Does SEC Rule 14a-8(i)(7), the 'ordinary business' exclusion, permit a retailer to exclude a shareholder proposal requesting that its board create policies and standards to govern decisions on selling products that endanger public safety, may harm the company's reputation, or are offensive to its brand's values?


Opinions:

Majority - Ambro, Circuit Judge.

Yes, the proposal is excludable under the 'ordinary business' exclusion. Although the proposal is styled as a matter of corporate governance directed at the Board, its underlying subject matter is product selection—the heart of Wal-Mart's ordinary business operations. A retailer's decisions about what to sell are fundamental to its day-to-day management. While the proposal touches upon the significant social policy issue of gun safety, that issue does not 'transcend' Wal-Mart's ordinary business, because it is too enmeshed with the core retail function of crafting a product mix. The court distinguished a proposal aimed at a retailer with thousands of products from one aimed at a manufacturer whose entire business is a single controversial product (e.g., tobacco or firearms), where a 'stop selling' proposal would relate to the company's very existence, not just its ordinary operations.
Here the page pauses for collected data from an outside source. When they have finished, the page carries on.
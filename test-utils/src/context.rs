use sea_orm::{sea_query::TableCreateStatement, ConnectionTrait, Database, DatabaseConnection};

use crate::error::TestError;

/// Test context holding the in-memory SQLite connection.
///
/// The connection is created lazily on first access and lives as long as the context, so
/// every repository and service under test shares the same database.
pub struct TestContext {
    /// Optional database connection to the in-memory SQLite instance.
    ///
    /// Initialized lazily when `database()` is first called.
    pub db: Option<DatabaseConnection>,
}

impl TestContext {
    /// Creates a new empty test context with no database connection.
    pub fn new() -> Self {
        Self { db: None }
    }

    /// Gets or creates the in-memory SQLite database connection.
    ///
    /// # Returns
    /// - `Ok(&DatabaseConnection)` - Reference to the database connection
    /// - `Err(TestError::Database)` - Failed to connect to in-memory SQLite database
    pub async fn database(&mut self) -> Result<&DatabaseConnection, TestError> {
        match self.db {
            Some(ref db) => Ok(db),
            None => {
                let db = Database::connect("sqlite::memory:").await?;

                let db_ref = self.db.insert(db);

                Ok(&*db_ref)
            }
        }
    }

    /// Creates database tables from the provided CREATE TABLE statements.
    ///
    /// Typically called by `TestBuilder::build()` rather than directly.
    ///
    /// # Arguments
    /// - `stmts` - CREATE TABLE statements to execute in order
    ///
    /// # Returns
    /// - `Ok(())` - All tables created successfully
    /// - `Err(TestError::Database)` - Failed to create one or more tables
    pub async fn with_tables(&mut self, stmts: Vec<TableCreateStatement>) -> Result<(), TestError> {
        let db = self.database().await?;

        for stmt in stmts {
            db.execute(&stmt).await?;
        }

        Ok(())
    }
}

impl Default for TestContext {
    fn default() -> Self {
        Self::new()
    }
}
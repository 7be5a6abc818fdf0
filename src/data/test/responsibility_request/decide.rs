use super::*;

/// Tests recording a decision.
///
/// Expected: Ok with status, decider and decision time set
#[tokio::test]
async fn records_decision() -> Result<(), DbErr> {
    let test = TestBuilder::new().with_responsibility_tables().build().await.unwrap();
    let db = test.db.as_ref().unwrap();

    let request = factory::create_suggest_request(db, "1", "10", "Art").await?;

    let repo = ResponsibilityRequestRepository::new(db);
    let decided = repo
        .decide(request.id, RequestStatus::Approved, 99)
        .await?
        .unwrap();

    assert_eq!(decided.status, RequestStatus::Approved);
    assert_eq!(decided.decided_by, Some(99));
    assert!(decided.decided_at.is_some());
    assert!(repo.get_pending(1).await?.is_empty());

    Ok(())
}

/// Tests recording where the review embed was posted.
///
/// Expected: Ok with channel and message ids stored
#[tokio::test]
async fn stores_review_message() -> Result<(), DbErr> {
    let test = TestBuilder::new().with_responsibility_tables().build().await.unwrap();
    let db = test.db.as_ref().unwrap();

    let request = factory::create_suggest_request(db, "1", "10", "Art").await?;

    let repo = ResponsibilityRequestRepository::new(db);
    repo.set_message(request.id, 500, 600).await?;
    let found = repo.find_by_id(request.id).await?.unwrap();

    assert_eq!(found.channel_id, Some(500));
    assert_eq!(found.message_id, Some(600));

    Ok(())
}
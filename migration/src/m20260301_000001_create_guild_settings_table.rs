use sea_orm_migration::{prelude::*, schema::*};

#[derive(DeriveMigrationName)]
pub struct Migration;

#[async_trait::async_trait]
impl MigrationTrait for Migration {
    async fn up(&self, manager: &SchemaManager) -> Result<(), DbErr> {
        manager
            .create_table(
                Table::create()
                    .table(GuildSettings::Table)
                    .if_not_exists()
                    .col(string(GuildSettings::GuildId).primary_key())
                    .col(string_null(GuildSettings::LogChannelId))
                    .col(string_null(GuildSettings::ApplicationsChannelId))
                    .col(string_null(GuildSettings::ResponsibilitiesChannelId))
                    .col(string_null(GuildSettings::SuggestionsChannelId))
                    .col(integer(GuildSettings::ApplicationCooldownHours).default(72))
                    .col(boolean(GuildSettings::ReplacePreviousRole).default(true))
                    .col(boolean(GuildSettings::DmNotifications).default(true))
                    .col(
                        timestamp(GuildSettings::UpdatedAt)
                            .default(Expr::current_timestamp())
                            .not_null(),
                    )
                    .to_owned(),
            )
            .await
    }

    async fn down(&self, manager: &SchemaManager) -> Result<(), DbErr> {
        manager
            .drop_table(Table::drop().table(GuildSettings::Table).to_owned())
            .await
    }
}

#[derive(DeriveIden)]
pub enum GuildSettings {
    Table,
    GuildId,
    LogChannelId,
    ApplicationsChannelId,
    ResponsibilitiesChannelId,
    SuggestionsChannelId,
    ApplicationCooldownHours,
    ReplacePreviousRole,
    DmNotifications,
    UpdatedAt,
}
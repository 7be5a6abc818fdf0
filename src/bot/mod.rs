//! Discord bot: gateway events, chat commands and component interactions.
//!
//! The bot is initialized during startup and runs in its own tokio task. Its HTTP client
//! is shared with the expiry scheduler, which removes roles and posts log entries
//! without a second gateway connection.
//!
//! # Gateway Intents
//!
//! The bot requires the following gateway intents:
//! - `GUILDS` - Guild availability and roles
//! - `GUILD_MEMBERS` - Joins, leaves and role changes (privileged intent)
//! - `GUILD_MESSAGES` / `MESSAGE_CONTENT` - Chat commands and activity stats
//!   (`MESSAGE_CONTENT` is privileged)
//! - `GUILD_MESSAGE_REACTIONS` - Reaction stats
//! - `GUILD_VOICE_STATES` - Voice time stats
//! - `DIRECT_MESSAGES` - Opening DM channels for notifications
//!
//! Privileged intents must be enabled in the Discord Developer Portal for the bot
//! application.

pub mod command;
pub mod handler;
pub mod interaction;
pub mod panel;
pub mod permission;
pub mod start;
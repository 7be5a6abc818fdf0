use super::*;

/// Tests creating a suggestion.
///
/// Expected: Ok with a pending suggestion and no target responsibility
#[tokio::test]
async fn creates_pending_suggestion() -> Result<(), DbErr> {
    let test = TestBuilder::new().with_responsibility_tables().build().await.unwrap();
    let db = test.db.as_ref().unwrap();

    let repo = ResponsibilityRequestRepository::new(db);
    let request = repo
        .create(NewResponsibilityRequest {
            guild_id: 1,
            kind: RequestKind::Suggest,
            responsibility_id: None,
            user_id: 10,
            suggested_name: Some("Art".to_string()),
            content: "Curate the art channel".to_string(),
        })
        .await?;

    assert_eq!(request.kind, RequestKind::Suggest);
    assert_eq!(request.status, RequestStatus::Pending);
    assert_eq!(request.suggested_name.as_deref(), Some("Art"));
    assert!(request.responsibility_id.is_none());
    assert_eq!(repo.get_pending(1).await?.len(), 1);

    Ok(())
}
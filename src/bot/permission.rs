//! Who may run which command or press which button.

use crate::{
    bot::command::Command, config::Config, error::command::CommandError,
    service::discord::GuildRoster,
};

/// Access level of a user within one guild, lowest first.
#[derive(Debug, Clone, Copy, PartialEq, Eq, PartialOrd, Ord)]
pub enum Access {
    Member,
    /// Holds a role with the Administrator permission.
    Admin,
    /// A configured bot owner or the guild owner.
    Owner,
}

impl Access {
    pub fn resolve(config: &Config, roster: &GuildRoster, user_id: u64, role_ids: &[u64]) -> Self {
        if config.is_bot_owner(user_id) || roster.owner_id == user_id {
            Self::Owner
        } else if roster.is_administrator(role_ids) {
            Self::Admin
        } else {
            Self::Member
        }
    }

    /// Fails with `Forbidden` unless the level is at least `required`.
    pub fn require(self, required: Access) -> Result<(), CommandError> {
        if self >= required {
            Ok(())
        } else {
            Err(CommandError::Forbidden)
        }
    }
}

impl Command {
    /// Lowest access level allowed to run the command.
    pub fn required_access(&self) -> Access {
        if self.is_owner_only() {
            Access::Owner
        } else if self.requires_admin() {
            Access::Admin
        } else {
            Access::Member
        }
    }
}
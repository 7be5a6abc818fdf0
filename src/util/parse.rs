/// Parses a snowflake out of a user, role or channel mention, or a raw id.
///
/// Accepts `<@123>`, `<@!123>`, `<@&123>`, `<#123>` and `123`.
pub fn parse_mention_id(value: &str) -> Option<u64> {
    let trimmed = value
        .trim()
        .trim_start_matches('<')
        .trim_end_matches('>')
        .trim_start_matches(['@', '#'])
        .trim_start_matches(['!', '&']);

    trimmed.parse::<u64>().ok().filter(|id| *id != 0)
}
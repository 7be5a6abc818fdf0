//! Admin application domain models.

use chrono::{DateTime, Utc};
use sea_orm::DbErr;

use crate::model::{parse_optional_snowflake, parse_snowflake, stats::UserStats};

/// Length of generated application ids.
pub const APPLICATION_ID_LENGTH: usize = 12;

/// Reason recorded on grants created by approving an application.
pub const APPROVAL_REASON: &str = "Admin application approved";

/// A pending nomination of a member for an admin role.
#[derive(Debug, Clone, PartialEq)]
pub struct AdminApplication {
    /// Generated alphanumeric id used in interaction ids.
    pub id: String,
    pub guild_id: u64,
    pub candidate_id: u64,
    pub requester_id: u64,
    pub created_at: DateTime<Utc>,
    /// Candidate activity when the application was submitted.
    pub user_stats_snapshot: Option<UserStats>,
    /// Where the approval embed was posted.
    pub channel_id: Option<u64>,
    pub message_id: Option<u64>,
}

impl AdminApplication {
    /// Converts an entity model to a domain model at the repository boundary.
    pub fn from_entity(entity: entity::admin_application::Model) -> Result<Self, DbErr> {
        Ok(Self {
            id: entity.id,
            guild_id: parse_snowflake(&entity.guild_id, "guild_id")?,
            candidate_id: parse_snowflake(&entity.candidate_id, "candidate_id")?,
            requester_id: parse_snowflake(&entity.requester_id, "requester_id")?,
            created_at: entity.created_at,
            user_stats_snapshot: UserStats::from_stored(entity.user_stats_snapshot.as_deref()),
            channel_id: parse_optional_snowflake(entity.channel_id, "channel_id")?,
            message_id: parse_optional_snowflake(entity.message_id, "message_id")?,
        })
    }
}

/// A rejected candidate's waiting period before they can be nominated again.
#[derive(Debug, Clone, PartialEq)]
pub struct ApplicationCooldown {
    pub id: i32,
    pub guild_id: u64,
    pub candidate_id: u64,
    pub rejected_by: u64,
    pub reason: String,
    pub until: DateTime<Utc>,
}

impl ApplicationCooldown {
    pub fn from_entity(entity: entity::application_cooldown::Model) -> Result<Self, DbErr> {
        Ok(Self {
            id: entity.id,
            guild_id: parse_snowflake(&entity.guild_id, "guild_id")?,
            candidate_id: parse_snowflake(&entity.candidate_id, "candidate_id")?,
            rejected_by: parse_snowflake(&entity.rejected_by, "rejected_by")?,
            reason: entity.reason,
            until: entity.until,
        })
    }
}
Concurring - Shwartz, Circuit Judge.

Yes, the proposal is excludable, but the majority's test for the 'transcendence' element is too restrictive and could improperly shield companies from shareholder oversight. The proposal is excludable because it is not sufficiently 'focused' on a significant social policy issue; its broad language regarding 'public safety' could cover thousands of products beyond just firearms. Furthermore, the components of the proposal concerning company reputation and brand are matters of ordinary business, not broad societal concern. Finally, the third component, asking for standards regarding products 'offensive to the family and community values,' is also excludable under Rule 14a-8(i)(3) for being impermissibly vague.



Analysis:

This decision significantly clarifies the high threshold for the 'significant social policy' exception to the SEC's ordinary business exclusion, especially for large, diversified retailers. The court's holding reinforces that even when a proposal concerns a major public policy issue like gun control, it can be excluded if its subject matter is inextricably linked to a core operational function like product selection. This ruling provides corporate management with substantial authority to exclude shareholder proposals aimed at influencing inventory based on social or ethical grounds, emphasizing a substance-over-form analysis that looks beyond a proposal's governance framing to its practical impact on daily business.